Riuscii a fare pochi metri, poi dovetti stendermi a pancia in su, con le ginocchia al petto: lo stomaco aveva iniziato a procurarmi delle fitte così dolorose da togliermi quasi il fiato. Se dovevo far presto, Ermes non mi stava di certo aiutando. Rimasi in quella posizione per qualche minuto, poi mi alzai di nuovo in piedi con fatica e ripresi a camminare, cercando di resistere ai dolori.

Quando arrivai a destinazione, verso mezzogiorno, ormai la febbre e le fitte allo stomaco erano passate; la mappa mi aveva condotto a una caverna, nascosta dagli alberi circostanti che conferivano un aspetto tetro all'ambiente, data la folta chioma degli alberi che bloccava gran parte della luce.

Presi un respiro profondo ed entrai: mi trovai all'interno di un lungo corridoio del quale non si riusciva a vedere la fine, privo di qualunque elemento che potesse fornire della luce.

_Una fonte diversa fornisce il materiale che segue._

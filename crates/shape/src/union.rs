use super::{ShapeId, Value};
use std::sync::Arc;

/// A union discriminator value: a signed integer or a UTF-8 string,
/// never both. The base type itself is identified by nil on the wire.
#[derive(Clone, Debug, PartialEq, Eq, Hash)]
pub enum Alias {
    Int(i64),
    Str(String),
}

impl std::fmt::Display for Alias {
    fn fmt(&self, f: &mut std::fmt::Formatter<'_>) -> std::fmt::Result {
        match self {
            Alias::Int(v) => write!(f, "{v}"),
            Alias::Str(s) => write!(f, "{s:?}"),
        }
    }
}

#[derive(Clone, Debug)]
pub struct UnionCase {
    pub alias: Alias,
    pub shape: ShapeId,
}

/// A probe supplied by the shape provider which maps a value to the index
/// of its union case. Consulted when a record's shape is not itself a
/// declared case, so providers can express "nearest declared base"
/// subtyping without the engine doing open type inspection.
pub type CaseProbe = dyn Fn(&Value) -> Option<usize> + Send + Sync;

/// UnionShape declares a polymorphic base type and its closed set of
/// derived cases, ordered most-derived first.
#[derive(Clone)]
pub struct UnionShape {
    pub base: ShapeId,
    pub cases: Vec<UnionCase>,
    pub probe: Option<Arc<CaseProbe>>,
    /// Experimental: no discriminator on the wire; cases are matched by
    /// their required property names.
    pub duck_typed: bool,
}

impl UnionShape {
    pub fn new(base: ShapeId, cases: Vec<UnionCase>) -> UnionShape {
        UnionShape {
            base,
            cases,
            probe: None,
            duck_typed: false,
        }
    }

    pub fn with_probe(mut self, probe: Arc<CaseProbe>) -> UnionShape {
        self.probe = Some(probe);
        self
    }

    pub fn duck_typed(mut self) -> UnionShape {
        self.duck_typed = true;
        self
    }
}

impl std::fmt::Debug for UnionShape {
    fn fmt(&self, f: &mut std::fmt::Formatter<'_>) -> std::fmt::Result {
        f.debug_struct("UnionShape")
            .field("base", &self.base)
            .field("cases", &self.cases)
            .field("duck_typed", &self.duck_typed)
            .finish_non_exhaustive()
    }
}
pub(crate) fn f64_to_f16_bits(value: f64) -> u16 {
    let sign: u16 = if value.is_sign_negative() { 0x8000 } else { 0 };
    if value.is_nan() {
        return sign | 0x7e00;
    }
    let magnitude = value.abs();
    // 65520 is the rounding boundary beyond which every value maps to
    // infinity.
    if magnitude >= 65520.0 {
        return sign | 0x7c00;
    }
    if magnitude < (-25f64).exp2() {
        return sign;
    }
    if magnitude < (-14f64).exp2() {
        // Subnormal: round the value in units of 2^-24, to nearest even.
        let scaled = magnitude * 24f64.exp2();
        let mut frac = scaled.floor() as u16;
        let rem = scaled - scaled.floor();
        if rem > 0.5 || (rem == 0.5 && frac & 1 == 1) {
            frac += 1;
        }
        return sign | frac;
    }

    let bits = magnitude.to_bits();
    let exp = ((bits >> 52) & 0x7ff) as i32 - 1023;
    let frac52 = bits & 0xf_ffff_ffff_ffff;

    const SHIFT: u32 = 42;
    let mut mant = (frac52 >> SHIFT) as u16;
    let rem = frac52 & ((1 << SHIFT) - 1);
    let halfway = 1u64 << (SHIFT - 1);
    if rem > halfway || (rem == halfway && mant & 1 == 1) {
        mant += 1;
    }

    let mut half_exp = (exp + 15) as u16;
    if mant == 0x400 {
        mant = 0;
        half_exp += 1;
    }
    if half_exp >= 0x1f {
        return sign | 0x7c00;
    }
    sign | (half_exp << 10) | mant
}

#[cfg(test)]
mod test {
    use super::*;

    #[test]
    fn test_f16_round_trips() {
        for v in [0.0, 1.0, -1.0, 1.5, -2.25, 0.5, 65504.0, -65504.0] {
            let bits = f64_to_f16_bits(v);
            assert_eq!(f16_bits_to_f64(bits), v, "for {v}");
        }
        assert_eq!(f16_bits_to_f64(f64_to_f16_bits(f64::INFINITY)), f64::INFINITY);
        assert!(f16_bits_to_f64(f64_to_f16_bits(f64::NAN)).is_nan());
        // Overflow saturates to infinity.
        assert_eq!(f16_bits_to_f64(f64_to_f16_bits(1e6)), f64::INFINITY);
    }

    #[test]
    fn test_f16_subnormals() {
        // The smallest positive half-precision subnormal.
        let tiny = (-24f64).exp2();
        assert_eq!(f64_to_f16_bits(tiny), 0x0001);
        assert_eq!(f16_bits_to_f64(0x0001), tiny);
        // Below half of it rounds to zero.
        assert_eq!(f64_to_f16_bits(tiny / 4.0), 0);
    }

    #[test]
    fn test_decimal_normalization() {
        use std::str::FromStr;

        let a = BigDecimal::from_str("1.50").unwrap();
        let b = BigDecimal::from_str("1.5").unwrap();
        assert_eq!(decimal_parts(&a), decimal_parts(&b));

        let zero = BigDecimal::from_str("0.000").unwrap();
        assert_eq!(decimal_parts(&zero), (BigInt::from(0), 0));
    }

    #[test]
    fn test_version_text() {
        assert!(is_version_text("1.2.3"));
        assert!(is_version_text("10"));
        assert!(!is_version_text("1..2"));
        assert!(!is_version_text("1.2-beta"));
        assert!(!is_version_text(""));
    }
}
// Shared fixtures for the scenario suites. Each suite is its own crate, so
// not every helper is used by every suite.
#![allow(dead_code)]

use bytes::Bytes;
use futures::Stream;
use shape::{
    Alias, ObjectShape, Property, Provider, ProviderBuilder, Scalar, Shape, ShapeId, UnionCase,
    UnionShape, Value,
};
use std::io;
use std::sync::Arc;

/// Ids of the animal-union fixture: a base `Animal { Name }` with one
/// derived `Horse { Name, Speed }` case under integer alias 1.
pub struct AnimalFixture {
    pub provider: Arc<Provider>,
    pub union: ShapeId,
    pub animal: ShapeId,
    pub horse: ShapeId,
}

pub fn animal_union() -> AnimalFixture {
    let mut b = ProviderBuilder::new();
    let str_id = b.add(Shape::scalar("string", Scalar::Str));
    let i32_id = b.add(Shape::scalar("i32", Scalar::I32));

    let animal = b.add(Shape::object(
        "Animal",
        ObjectShape::new(vec![Property::new("Name", str_id)]),
    ));
    let horse = b.add(Shape::object(
        "Horse",
        ObjectShape::new(vec![
            Property::new("Name", str_id),
            Property::new("Speed", i32_id),
        ]),
    ));
    let union = b.add(Shape::union(
        "Animal",
        UnionShape::new(
            animal,
            vec![UnionCase {
                alias: Alias::Int(1),
                shape: horse,
            }],
        ),
    ));

    AnimalFixture {
        provider: b.finish().unwrap(),
        union,
        animal,
        horse,
    }
}

pub fn horse_value(fixture: &AnimalFixture, name: &str, speed: i64) -> Value {
    Value::Record(shape::Record::with_slots(
        fixture.horse,
        vec![Some(Value::str(name)), Some(Value::Signed(speed))],
    ))
}

/// A provider holding one scalar shape.
pub fn scalar_provider(scalar: Scalar) -> (Arc<Provider>, ShapeId) {
    let mut b = ProviderBuilder::new();
    let id = b.add(Shape::scalar(scalar.name(), scalar));
    (b.finish().unwrap(), id)
}

/// Split a payload into `chunk_len`-byte chunks as a fallible stream, the
/// way a network source hands them over.
pub fn fragments(payload: &[u8], chunk_len: usize) -> impl Stream<Item = io::Result<Bytes>> {
    let chunks: Vec<io::Result<Bytes>> = payload
        .chunks(chunk_len.max(1))
        .map(|chunk| Ok(Bytes::copy_from_slice(chunk)))
        .collect();
    futures::stream::iter(chunks)
}

pub fn hex(bytes: &[u8]) -> String {
    bytes
        .iter()
        .map(|b| format!("{b:02x}"))
        .collect::<Vec<_>>()
        .join(" ")
}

Nel percorrere quei metri, la preoccupazione cresceva dentro di me e di certo, l'atmosfera non aiutava: distesi le mie braccia, in modo da poter toccare il muro e usarlo come guida.

Ad un certo punto, vidi un pezzo di legno ardente, usato come torcia, che con il suo crepitio rompeva il silenzio che regnava lungo quel corridoio. Percepii a malapena il suo calore. Poco più in là, c'era un'apertura nella roccia, che portava all'interno di una stanza.

Entrai.

Davanti a me, un camino ardeva, sprigionando fiamme vive e in continuo movimento; a destra era presente un enorme tavolo in ciliegio, coperto di ampolle riempite con liquidi di vari colori e densità, strumenti da laboratorio e libri aperti disposti in disordine. Sui libri erano scritte varie ricette e spiegazioni su vari miscugli. I muri in pietra erano decorati con dei quadri contenenti corpi di farfalle.

Volgendo lo sguardo verso un angolo della stanza, vidi Chirone accasciato a terra, quasi moribondo. Mi avvicinai di corsa verso di lui e osservai le sue condizioni pietose: il pelo aveva perso la sua lucentezza e addirittura mancava in alcuni punti era mancante e si riusciva a vedere la pelle lacerata da ferite profonde molto estese sui fianchi.

-Achille ... -

-Stai tranquillo, ti porterò fuo...-

-Solitamente è educazione avvertire il padrone di casa del proprio arrivo-

Mi voltai e lo vidi, il Leone di Nemea. Era in piedi, davanti a me, che mi fissava con i suoi occhi penetranti e scuri. La criniera lunga e ben curata emanava riflessi dorati e color rame.